Acu’s revenue won’t be hurt significantly in the short term because there are other oil and mining projects still in the works, said William Castro Alves, an analyst at brokerage XP Investimentos.
“I don’t think the current market valuation of LLX includes this project anymore, so a cancellation shouldn’t have a big impact,” he said in a telephone interview from Rio. “These investments take time. They may not happen now, but can resume in the future.”
Shares of Batista’s commodities and energy companies tumbled in June after his oil startup, OGX Petroleo & Gas Participacoes SA (OGXP3), cut production targets at its first two oil wells by as much as 75 percent. The drop dragged down Batista’s mining, logistics and shipbuilding companies on concern the enterprises, some of which rely on OGX for revenue, will also scale back targets. The tycoon’s net worth fell from a peak of $34.5 billion on March 27 to $20.6 billion on Oct. 11, according to Bloomberg Billionaires Index.

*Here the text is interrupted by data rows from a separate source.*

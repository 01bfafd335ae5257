//! Schema migrations for the sharemarks SQLite database.
//!
//! Uses a `schema_version` table to track which migrations have been applied.
//! Each migration runs exactly once and is recorded with a timestamp.

use rusqlite::Connection;

/// Current schema version. Bump this when adding a new migration.
pub const CURRENT_SCHEMA_VERSION: i32 = 1;

/// Returns the current schema version from the database (0 if table doesn't exist).
pub fn get_schema_version(conn: &Connection) -> i32 {
    conn.query_row(
        "SELECT COALESCE(MAX(version), 0) FROM schema_version",
        [],
        |row| row.get(0),
    )
    .unwrap_or(0)
}

/// Runs all pending schema migrations against the provided connection.
///
/// Migrations are versioned — each runs exactly once and is recorded in
/// the `schema_version` table. Safe to call on every startup.
///
/// # Errors
/// Returns `rusqlite::Error` if any SQL statement fails.
pub fn run_all(conn: &Connection) -> Result<(), rusqlite::Error> {
    // Enable WAL and foreign keys (always, not versioned)
    conn.execute_batch(
        "PRAGMA journal_mode = WAL;
         PRAGMA foreign_keys = ON;
         CREATE TABLE IF NOT EXISTS schema_version (
             version INTEGER PRIMARY KEY,
             applied_at INTEGER NOT NULL,
             description TEXT NOT NULL
         );",
    )?;

    let current = get_schema_version(conn);

    if current < 1 {
        migration_v1(conn)?;
        record_version(conn, 1, "Initial schema: users and per-user bookmark collections")?;
    }

    Ok(())
}

fn record_version(conn: &Connection, version: i32, description: &str) -> Result<(), rusqlite::Error> {
    let now = std::time::SystemTime::now()
        .duration_since(std::time::UNIX_EPOCH)
        .unwrap_or_default()
        .as_secs() as i64;
    conn.execute(
        "INSERT OR IGNORE INTO schema_version (version, applied_at, description) VALUES (?1, ?2, ?3)",
        rusqlite::params![version, now, description],
    )?;
    Ok(())
}

/// V1: Create the user picker table and the per-user bookmark collections,
/// then seed the demo accounts so a fresh database is immediately usable.
///
/// `user_bookmarks` carries no foreign key on purpose: `set_data` accepts any
/// user id and overwrites wholesale, so a collection may exist for a user the
/// picker does not list.
fn migration_v1(conn: &Connection) -> Result<(), rusqlite::Error> {
    conn.execute_batch(
        "
        CREATE TABLE IF NOT EXISTS users (
            id TEXT PRIMARY KEY,
            position INTEGER NOT NULL DEFAULT 0
        );

        CREATE TABLE IF NOT EXISTS user_bookmarks (
            user_id TEXT PRIMARY KEY,
            bookmarks TEXT NOT NULL,
            updated_at INTEGER NOT NULL
        );
        ",
    )?;

    for (position, user_id) in crate::storage::DEMO_USER_IDS.iter().enumerate() {
        conn.execute(
            "INSERT OR IGNORE INTO users (id, position) VALUES (?1, ?2)",
            rusqlite::params![user_id, position as i64],
        )?;
    }

    Ok(())
}
//! sharemarks database layer.
//!
//! Provides SQLite connection management and schema migrations.
//!
//! # Usage
//!
//! ```no_run
//! use sharemarks::database::Database;
//!
//! // Open a persistent database
//! let db = Database::open("sharemarks.db").expect("failed to open database");
//!
//! // Or use an in-memory database for testing
//! let db = Database::open_in_memory().expect("failed to open in-memory database");
//!
//! // Access the underlying connection for queries
//! let conn = db.connection();
//! ```

pub mod connection;
pub mod migrations;

pub use connection::Database;
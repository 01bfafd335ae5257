//! Minimal HTML element builder.
//!
//! Every dynamic fragment shown in the page goes through [`Element`], which
//! escapes all text and attribute values on write. User-entered strings can
//! therefore never break out of the markup they are rendered into.

/// A child of an [`Element`]: either a nested element or escaped text.
#[derive(Debug, Clone)]
pub enum Node {
    Element(Element),
    Text(String),
}

/// An HTML element under construction.
#[derive(Debug, Clone)]
pub struct Element {
    tag: &'static str,
    attrs: Vec<(&'static str, String)>,
    children: Vec<Node>,
}

impl Element {
    /// Starts a new element with the given tag name.
    pub fn new(tag: &'static str) -> Self {
        Self {
            tag,
            attrs: Vec::new(),
            children: Vec::new(),
        }
    }

    /// Adds an attribute. The value is escaped when rendered.
    pub fn attr(mut self, name: &'static str, value: &str) -> Self {
        self.attrs.push((name, value.to_string()));
        self
    }

    /// Appends a child element.
    pub fn child(mut self, element: Element) -> Self {
        self.children.push(Node::Element(element));
        self
    }

    /// Appends a text child. The text is escaped when rendered.
    pub fn text(mut self, text: &str) -> Self {
        self.children.push(Node::Text(text.to_string()));
        self
    }

    /// Renders the element and its children to an HTML string.
    pub fn to_html(&self) -> String {
        let mut out = String::new();
        self.write(&mut out);
        out
    }

    fn write(&self, out: &mut String) {
        out.push('<');
        out.push_str(self.tag);
        for (name, value) in &self.attrs {
            out.push(' ');
            out.push_str(name);
            out.push_str("=\"");
            out.push_str(&escape_html(value));
            out.push('"');
        }
        out.push('>');

        if is_void(self.tag) {
            return;
        }

        for child in &self.children {
            match child {
                Node::Element(element) => element.write(out),
                Node::Text(text) => out.push_str(&escape_html(text)),
            }
        }

        out.push_str("</");
        out.push_str(self.tag);
        out.push('>');
    }
}

/// Escapes the five HTML metacharacters.
pub fn escape_html(value: &str) -> String {
    let mut out = String::new();
    for ch in value.chars() {
        match ch {
            '&' => out.push_str("&amp;"),
            '<' => out.push_str("&lt;"),
            '>' => out.push_str("&gt;"),
            '"' => out.push_str("&quot;"),
            '\'' => out.push_str("&#39;"),
            _ => out.push(ch),
        }
    }
    out
}

/// Void elements take no children and no closing tag.
fn is_void(tag: &str) -> bool {
    matches!(tag, "hr" | "br" | "img" | "input" | "meta" | "link")
}
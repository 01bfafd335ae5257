// sharemarks platform paths for Linux
// Data: ~/.local/share/sharemarks

use std::env;
use std::path::PathBuf;

/// Returns the data directory for sharemarks on Linux.
/// Uses `$XDG_DATA_HOME/sharemarks` if set, otherwise `~/.local/share/sharemarks`.
pub fn get_data_dir() -> PathBuf {
    if let Ok(xdg) = env::var("XDG_DATA_HOME") {
        PathBuf::from(xdg).join("sharemarks")
    } else {
        let home = env::var("HOME").unwrap_or_else(|_| String::from("/tmp"));
        PathBuf::from(home)
            .join(".local")
            .join("share")
            .join("sharemarks")
    }
}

LLX rose 0.7 percent to close at 2.71 reais in Sao Paulo. It has declined 20 percent this year.
Nissan Chief Executive Officer Carlos Ghosn said last year that Japan’s second-biggest carmaker chose to build a plant in Resende, also in Rio state, rather than at the Acu Port “for cost reasons.”
David Reuter, a spokesman for Nissan’s operations in the Americas, declined to comment on developments at Batista’s Acu facility.
Anglo American paid Batista-controlled companies $5.1 billion in two transactions in 2007 and 2008 for the Minas-Rio iron-ore mine in southeastern Brazil and the right to build an export terminal at Acu. At the time, Anglo planned to spend an additional $2.6 billion on projects including an ore processing plant, the terminal and a pipeline to carry iron-ore slurry to the coast.
The completion date, which initially was expected in 2010, has been pushed back to the second half of 2014 amid licensing challenges, Anglo said July 27. Minas-Rio is now expected to cost as much as $5.8 billion after the company revised costs for the project, its largest, for at least a fourth time in December.
The Minas-Rio delays don’t impact works at the iron-ore terminal in Acu, which are advancing normally, Anglo said in an e-mailed response to questions.
“The economic crisis impacted the steel industry quite a bit,” Galdi said. “Whoever does this will certainly wait for the market to improve.”